This government needs to act on behalf of the tax payer who is propping up this bank and will end up taking the hit when it closes. Sack the whole executive board !


----------



## smiley (8 Jan 2009)

beekeeper said:


> Darag,
> 
> Willie McAteer left yesterday and he was CFO. His sidekick was Matt Moran. surely Matt Moran knew all about Sean Fitzs antics...



Matt Moran was and still is the cfo...mcateer was the financial director and risk manager.

Fridays report should reveal more


----------



## sfag (9 Jan 2009)

Agree with the above. 
Still its a dilema.
The guarentee of the banks debts are suicidial for the state. It should be removed.
The subsequent sale of the assets will begin the capitulation the government is dreading as the assets of the other banks would then have to be finally be reassessed downwards.

All banks would officially be left with unsecured loans and big losses. 
Wouldnt that mean the bankruptcy of all banks?

Who ultimately is responsible for the debts of the Irelands banks. Would it still be the State - guarentee or no guarentee. 
Iceland is being held responsible for its banks actions - Gordon Brown seised all its assets stored in British banks. 

What exactly would the consequence be of losing all our banks?


----------



## Statler (9 Jan 2009)

I simply don't see how any significant sell off of Anglo's loan book could be achieved in the current market for anything other than an unpalatably low price. There are few institutions out there with the ability to buy assets right now and fewer still with any appetite to take on exposure to the Irish property market (particularly in the form of the loans that typify Anglo's book). The coming months are likely to see some far more attractive assets up for sale at knock-down prices and it would require a massive discount to make this portfolio look worthwhile in comparison.

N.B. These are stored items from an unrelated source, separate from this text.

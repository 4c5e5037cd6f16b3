//! [`Host`] implementation over axum requests.

use std::sync::Arc;

use async_trait::async_trait;
use tracing::{debug, info};

use http_wasm_common::HostError;
use http_wasm_core::{BodyChunk, Host};

use crate::exchange::HttpExchange;

/// Receives messages guests log, with the exchange being served if any.
///
/// An error fails the guest invocation that logged.
pub type LogSink =
    Arc<dyn Fn(Option<&HttpExchange>, &str) -> Result<(), HostError> + Send + Sync>;

/// Serves guest capabilities from an [`HttpExchange`].
#[derive(Clone, Default)]
pub struct AxumHost {
    logger: Option<LogSink>,
}

impl AxumHost {
    pub fn new() -> Self {
        Self::default()
    }

    /// Send guest log messages to `sink` instead of `tracing`.
    #[must_use]
    pub fn with_logger(
        mut self,
        sink: impl Fn(Option<&HttpExchange>, &str) -> Result<(), HostError> + Send + Sync + 'static,
    ) -> Self {
        self.logger = Some(Arc::new(sink));
        self
    }
}

impl std::fmt::Debug for AxumHost {
    fn fmt(&self, f: &mut std::fmt::Formatter<'_>) -> std::fmt::Result {
        f.debug_struct("AxumHost")
            .field("custom_logger", &self.logger.is_some())
            .finish()
    }
}

#[async_trait]
impl Host for AxumHost {
    type Exchange = HttpExchange;

    fn log(&self, exchange: Option<&HttpExchange>, message: &str) -> Result<(), HostError> {
        if let Some(sink) = &self.logger {
            return sink(exchange, message);
        }
        info!(
            guest_log = true,
            exchange_id = exchange.map(HttpExchange::id),
            "{message}"
        );
        Ok(())
    }

    fn get_method(&self, exchange: &HttpExchange) -> String {
        exchange.method().to_string()
    }

    fn get_path(&self, exchange: &HttpExchange) -> String {
        exchange.uri().path().to_string()
    }

    fn set_path(&self, exchange: &mut HttpExchange, path: &str) -> Result<(), HostError> {
        exchange.set_path(path)
    }

    fn get_protocol_version(&self, exchange: &HttpExchange) -> String {
        exchange.protocol().to_string()
    }

    fn get_request_header(&self, exchange: &HttpExchange, name: &str) -> Option<Vec<u8>> {
        exchange
            .request_headers()
            .get(name)
            .map(|value| value.as_bytes().to_vec())
    }

    fn read_request_body(
        &self,
        exchange: &mut HttpExchange,
        max: usize,
    ) -> Result<BodyChunk, HostError> {
        Ok(exchange.read_request_body(max))
    }

    fn write_request_body(&self, exchange: &mut HttpExchange, body: &[u8]) -> Result<(), HostError> {
        exchange.write_request_body(body)
    }

    fn set_response_header(
        &self,
        exchange: &mut HttpExchange,
        name: &str,
        value: &str,
    ) -> Result<(), HostError> {
        exchange.set_response_header(name, value)
    }

    fn send_response(
        &self,
        exchange: &mut HttpExchange,
        status: u32,
        body: &[u8],
    ) -> Result<(), HostError> {
        exchange.respond(status, body)
    }

    async fn next(&self, exchange: &mut HttpExchange) -> Result<(), HostError> {
        let (request, next) = exchange.dispatch()?;

        debug!(
            exchange_id = exchange.id(),
            uri = %request.uri(),
            "Forwarding request downstream"
        );
        let response = next.run(request).await;
        exchange.absorb(response).await
    }

    fn read_response_body(
        &self,
        exchange: &mut HttpExchange,
        max: usize,
    ) -> Result<BodyChunk, HostError> {
        Ok(exchange.read_response_body(max))
    }

    fn write_response_body(
        &self,
        exchange: &mut HttpExchange,
        body: &[u8],
    ) -> Result<(), HostError> {
        exchange.write_response_body(body)
    }
}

Anglo should have been allowed go under, but it wasn’t and the taxpayer is now on the hook.  As unpleasant a vista as it may be, I have to think we are in it for the long haul. Significant writedowns are inevitable but a long and orderly workout of the portfolio is likely to do least damage to the taxpayer.


----------



## turbo (9 Jan 2009)

It strikes me that serious consideration should be given by the Government NOW to extricating the tax payers of Ireland from the Anglo mess. Would the Government have taken the action it did  in guaranteeing Anglo's deposits had it known about the inappropriate transfer of director/chairman loans? I think not and as this vital information was witheld by a clever transfer scheme, and was not disclosed to the Government, the guarantee should be revoked.

Please please do not bring this country down for the sake of Anglo. I know the Government has agreed to pump money into Anglo in mid Jan. Again this was agreed before the Government was aware of the director/chairman loans. This should not go ahead, it will not save this bank anyway and only waste tax payer money.


----------



## Spondulicks (12 Jan 2009)

First it would be great if it were just the Anglo mess but it isn't. 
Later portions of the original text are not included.